• _WHAT YOU HAVE TO DO_: All the entries, exactly as they read, must be written out again.

Collected data:
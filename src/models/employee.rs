//! Employee entity and its input/output shapes

use crate::core::error::FieldValidationError;
use crate::core::field::FieldValue;
use crate::core::validation::rules::{CrossFieldRules, must_differ, record_must_differ};
use chrono::{Datelike, NaiveDate, Utc};
use serde::{Deserialize, Serialize};
use std::fmt;
use std::str::FromStr;
use uuid::Uuid;
use validator::Validate;

#[derive(Debug, Clone, Copy, Default, PartialEq, Eq, Hash, Serialize, Deserialize)]
pub enum Gender {
    #[default]
    Male,
    Female,
}

impl fmt::Display for Gender {
    fn fmt(&self, f: &mut fmt::Formatter<'_>) -> fmt::Result {
        match self {
            Gender::Male => f.write_str("Male"),
            Gender::Female => f.write_str("Female"),
        }
    }
}

impl FromStr for Gender {
    type Err = String;

    /// Case-insensitive, surrounding whitespace ignored
    fn from_str(s: &str) -> Result<Self, Self::Err> {
        let s = s.trim();
        if s.eq_ignore_ascii_case("male") {
            Ok(Gender::Male)
        } else if s.eq_ignore_ascii_case("female") {
            Ok(Gender::Female)
        } else {
            Err(format!("unknown gender '{}'", s))
        }
    }
}

impl From<Gender> for FieldValue {
    fn from(gender: Gender) -> Self {
        FieldValue::String(gender.to_string())
    }
}

/// Stored employee
#[derive(Debug, Clone, PartialEq, Serialize, Deserialize)]
#[serde(rename_all = "camelCase")]
pub struct Employee {
    pub id: Uuid,
    pub company_id: Uuid,
    pub employee_no: String,
    pub first_name: String,
    pub last_name: String,
    pub gender: Gender,
    pub date_of_birth: NaiveDate,
}

crate::impl_shape!(Employee, "Employee", {
    id => "id",
    company_id => "companyId",
    employee_no => "employeeNo",
    first_name => "firstName",
    last_name => "lastName",
    gender => "gender",
    date_of_birth => "dateOfBirth",
});

crate::impl_entity!(Employee, "employees");

/// Whole years between `date_of_birth` and `today`
///
/// One less while this year's birthday is still ahead. Births after
/// `today` count as zero.
pub fn age_on(date_of_birth: NaiveDate, today: NaiveDate) -> i32 {
    let mut age = today.year() - date_of_birth.year();
    if (today.month(), today.day()) < (date_of_birth.month(), date_of_birth.day()) {
        age -= 1;
    }
    age.max(0)
}

/// Output shape of an employee
#[derive(Debug, Clone, PartialEq, Serialize)]
#[serde(rename_all = "camelCase")]
pub struct EmployeeDto {
    pub id: Uuid,
    pub company_id: Uuid,
    pub employee_no: String,
    pub name: String,
    pub gender_display: String,
    pub age: i32,
}

crate::impl_shape!(EmployeeDto, "EmployeeDto", {
    id => "id",
    company_id => "companyId",
    employee_no => "employeeNo",
    name => "name",
    gender_display => "genderDisplay",
    age => "age",
});

impl EmployeeDto {
    /// Build the output shape with ages computed against `today`
    pub fn from_entity(employee: &Employee, today: NaiveDate) -> Self {
        Self {
            id: employee.id,
            company_id: employee.company_id,
            employee_no: employee.employee_no.clone(),
            name: format!("{} {}", employee.first_name, employee.last_name),
            gender_display: employee.gender.to_string(),
            age: age_on(employee.date_of_birth, today),
        }
    }
}

impl From<&Employee> for EmployeeDto {
    fn from(employee: &Employee) -> Self {
        Self::from_entity(employee, Utc::now().date_naive())
    }
}

fn employee_violations(
    record: &str,
    employee_no: &str,
    first_name: &str,
    last_name: &str,
) -> Vec<FieldValidationError> {
    let mut violations = must_differ(
        ("firstName", first_name),
        ("lastName", last_name),
        "first name and last name must differ",
    );
    violations.extend(record_must_differ(
        record,
        employee_no,
        first_name,
        "employee number must differ from first name",
    ));
    violations
}

/// Input shape for creating an employee
#[derive(Debug, Clone, Default, PartialEq, Serialize, Deserialize, Validate)]
#[serde(rename_all = "camelCase", default)]
pub struct EmployeeAddDto {
    #[validate(length(equal = 4, message = "employeeNo must be exactly 4 characters"))]
    pub employee_no: String,
    #[validate(length(min = 1, max = 50, message = "firstName is required and at most 50 characters"))]
    pub first_name: String,
    #[validate(length(min = 1, max = 50, message = "lastName is required and at most 50 characters"))]
    pub last_name: String,
    pub gender: Gender,
    pub date_of_birth: NaiveDate,
}

impl CrossFieldRules for EmployeeAddDto {
    fn cross_field_violations(&self) -> Vec<FieldValidationError> {
        employee_violations(
            "EmployeeAddDto",
            &self.employee_no,
            &self.first_name,
            &self.last_name,
        )
    }
}

impl EmployeeAddDto {
    /// The new employee; its id is assigned on insert
    pub fn into_entity(self, company_id: Uuid) -> Employee {
        Employee {
            id: Uuid::nil(),
            company_id,
            employee_no: self.employee_no,
            first_name: self.first_name,
            last_name: self.last_name,
            gender: self.gender,
            date_of_birth: self.date_of_birth,
        }
    }
}

/// Input shape for replacing or patching an employee
#[derive(Debug, Clone, Default, PartialEq, Serialize, Deserialize, Validate)]
#[serde(rename_all = "camelCase", default)]
pub struct EmployeeUpdateDto {
    #[validate(length(equal = 4, message = "employeeNo must be exactly 4 characters"))]
    pub employee_no: String,
    #[validate(length(min = 1, max = 50, message = "firstName is required and at most 50 characters"))]
    pub first_name: String,
    #[validate(length(min = 1, max = 50, message = "lastName is required and at most 50 characters"))]
    pub last_name: String,
    pub gender: Gender,
    pub date_of_birth: NaiveDate,
}

impl CrossFieldRules for EmployeeUpdateDto {
    fn cross_field_violations(&self) -> Vec<FieldValidationError> {
        employee_violations(
            "EmployeeUpdateDto",
            &self.employee_no,
            &self.first_name,
            &self.last_name,
        )
    }
}

impl From<&Employee> for EmployeeUpdateDto {
    fn from(employee: &Employee) -> Self {
        Self {
            employee_no: employee.employee_no.clone(),
            first_name: employee.first_name.clone(),
            last_name: employee.last_name.clone(),
            gender: employee.gender,
            date_of_birth: employee.date_of_birth,
        }
    }
}

impl EmployeeUpdateDto {
    /// An employee with a caller chosen id, for upserts
    pub fn into_entity(self, company_id: Uuid, id: Uuid) -> Employee {
        Employee {
            id,
            company_id,
            employee_no: self.employee_no,
            first_name: self.first_name,
            last_name: self.last_name,
            gender: self.gender,
            date_of_birth: self.date_of_birth,
        }
    }

    /// Overwrite every updatable field of `employee`
    pub fn apply_to(self, employee: &mut Employee) {
        employee.employee_no = self.employee_no;
        employee.first_name = self.first_name;
        employee.last_name = self.last_name;
        employee.gender = self.gender;
        employee.date_of_birth = self.date_of_birth;
    }
}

• _RESULT_:
filename src/models/employee.rs
//! Employee entity and its input/output shapes

use crate::core::error::FieldValidationError;
use crate::core::field::FieldValue;
use crate::core::validation::rules::{CrossFieldRules, must_differ, record_must_differ};
use chrono::{Datelike, NaiveDate, Utc};
use serde::{Deserialize, Serialize};
use std::fmt;
use std::str::FromStr;
use uuid::Uuid;
use validator::Validate;

#[derive(Debug, Clone, Copy, Default, PartialEq, Eq, Hash, Serialize, Deserialize)]
pub enum Gender {
    #[default]
    Male,
    Female,
}

impl fmt::Display for Gender {
    fn fmt(&self, f: &mut fmt::Formatter<'_>) -> fmt::Result {
        match self {
            Gender::Male => f.write_str("Male"),
            Gender::Female => f.write_str("Female"),
        }
    }
}

impl FromStr for Gender {
    type Err = String;

    /// Case-insensitive, surrounding whitespace ignored
    fn from_str(s: &str) -> Result<Self, Self::Err> {
        let s = s.trim();
        if s.eq_ignore_ascii_case("male") {
            Ok(Gender::Male)
        } else if s.eq_ignore_ascii_case("female") {
            Ok(Gender::Female)
        } else {
            Err(format!("unknown gender '{}'", s))
        }
    }
}

impl From<Gender> for FieldValue {
    fn from(gender: Gender) -> Self {
        FieldValue::String(gender.to_string())
    }
}

/// Stored employee
#[derive(Debug, Clone, PartialEq, Serialize, Deserialize)]
#[serde(rename_all = "camelCase")]
pub struct Employee {
    pub id: Uuid,
    pub company_id: Uuid,
    pub employee_no: String,
    pub first_name: String,
    pub last_name: String,
    pub gender: Gender,
    pub date_of_birth: NaiveDate,
}

crate::impl_shape!(Employee, "Employee", {
    id => "id",
    company_id => "companyId",
    employee_no => "employeeNo",
    first_name => "firstName",
    last_name => "lastName",
    gender => "gender",
    date_of_birth => "dateOfBirth",
});

crate::impl_entity!(Employee, "employees");

/// Whole years between `date_of_birth` and `today`
///
/// One less while this year's birthday is still ahead. Births after
/// `today` count as zero.
pub fn age_on(date_of_birth: NaiveDate, today: NaiveDate) -> i32 {
    let mut age = today.year() - date_of_birth.year();
    if (today.month(), today.day()) < (date_of_birth.month(), date_of_birth.day()) {
        age -= 1;
    }
    age.max(0)
}

/// Output shape of an employee
#[derive(Debug, Clone, PartialEq, Serialize)]
#[serde(rename_all = "camelCase")]
pub struct EmployeeDto {
    pub id: Uuid,
    pub company_id: Uuid,
    pub employee_no: String,
    pub name: String,
    pub gender_display: String,
    pub age: i32,
}

crate::impl_shape!(EmployeeDto, "EmployeeDto", {
    id => "id",
    company_id => "companyId",
    employee_no => "employeeNo",
    name => "name",
    gender_display => "genderDisplay",
    age => "age",
});

impl EmployeeDto {
    /// Build the output shape with ages computed against `today`
    pub fn from_entity(employee: &Employee, today: NaiveDate) -> Self {
        Self {
            id: employee.id,
            company_id: employee.company_id,
            employee_no: employee.employee_no.clone(),
            name: format!("{} {}", employee.first_name, employee.last_name),
            gender_display: employee.gender.to_string(),
            age: age_on(employee.date_of_birth, today),
        }
    }
}

impl From<&Employee> for EmployeeDto {
    fn from(employee: &Employee) -> Self {
        Self::from_entity(employee, Utc::now().date_naive())
    }
}

fn employee_violations(
    record: &str,
    employee_no: &str,
    first_name: &str,
    last_name: &str,
) -> Vec<FieldValidationError> {
    let mut violations = must_differ(
        ("firstName", first_name),
        ("lastName", last_name),
        "first name and last name must differ",
    );
    violations.extend(record_must_differ(
        record,
        employee_no,
        first_name,
        "employee number must differ from first name",
    ));
    violations
}

/// Input shape for creating an employee
#[derive(Debug, Clone, Default, PartialEq, Serialize, Deserialize, Validate)]
#[serde(rename_all = "camelCase", default)]
pub struct EmployeeAddDto {
    #[validate(length(equal = 4, message = "employeeNo must be exactly 4 characters"))]
    pub employee_no: String,
    #[validate(length(min = 1, max = 50, message = "firstName is required and at most 50 characters"))]
    pub first_name: String,
    #[validate(length(min = 1, max = 50, message = "lastName is required and at most 50 characters"))]
    pub last_name: String,
    pub gender: Gender,
    pub date_of_birth: NaiveDate,
}

impl CrossFieldRules for EmployeeAddDto {
    fn cross_field_violations(&self) -> Vec<FieldValidationError> {
        employee_violations(
            "EmployeeAddDto",
            &self.employee_no,
            &self.first_name,
            &self.last_name,
        )
    }
}

impl EmployeeAddDto {
    /// The new employee; its id is assigned on insert
    pub fn into_entity(self, company_id: Uuid) -> Employee {
        Employee {
            id: Uuid::nil(),
            company_id,
            employee_no: self.employee_no,
            first_name: self.first_name,
            last_name: self.last_name,
            gender: self.gender,
            date_of_birth: self.date_of_birth,
        }
    }
}

/// Input shape for replacing or patching an employee
#[derive(Debug, Clone, Default, PartialEq, Serialize, Deserialize, Validate)]
#[serde(rename_all = "camelCase", default)]
pub struct EmployeeUpdateDto {
    #[validate(length(equal = 4, message = "employeeNo must be exactly 4 characters"))]
    pub employee_no: String,
    #[validate(length(min = 1, max = 50, message = "firstName is required and at most 50 characters"))]
    pub first_name: String,
    #[validate(length(min = 1, max = 50, message = "lastName is required and at most 50 characters"))]
    pub last_name: String,
    pub gender: Gender,
    pub date_of_birth: NaiveDate,
}

impl CrossFieldRules for EmployeeUpdateDto {
    fn cross_field_violations(&self) -> Vec<FieldValidationError> {
        employee_violations(
            "EmployeeUpdateDto",
            &self.employee_no,
            &self.first_name,
            &self.last_name,
        )
    }
}

impl From<&Employee> for EmployeeUpdateDto {
    fn from(employee: &Employee) -> Self {
        Self {
            employee_no: employee.employee_no.clone(),
            first_name: employee.first_name.clone(),
            last_name: employee.last_name.clone(),
            gender: employee.gender,
            date_of_birth: employee.date_of_birth,
        }
    }
}

impl EmployeeUpdateDto {
    /// An employee with a caller chosen id, for upserts
    pub fn into_entity(self, company_id: Uuid, id: Uuid) -> Employee {
        Employee {
            id,
            company_id,
            employee_no: self.employee_no,
            first_name: self.first_name,
            last_name: self.last_name,
            gender: self.gender,
            date_of_birth: self.date_of_birth,
        }
    }

    /// Overwrite every updatable field of `employee`
    pub fn apply_to(self, employee: &mut Employee) {
        employee.employee_no = self.employee_no;
        employee.first_name = self.first_name;
        employee.last_name = self.last_name;
        employee.gender = self.gender;
        employee.date_of_birth = self.date_of_birth;
    }
}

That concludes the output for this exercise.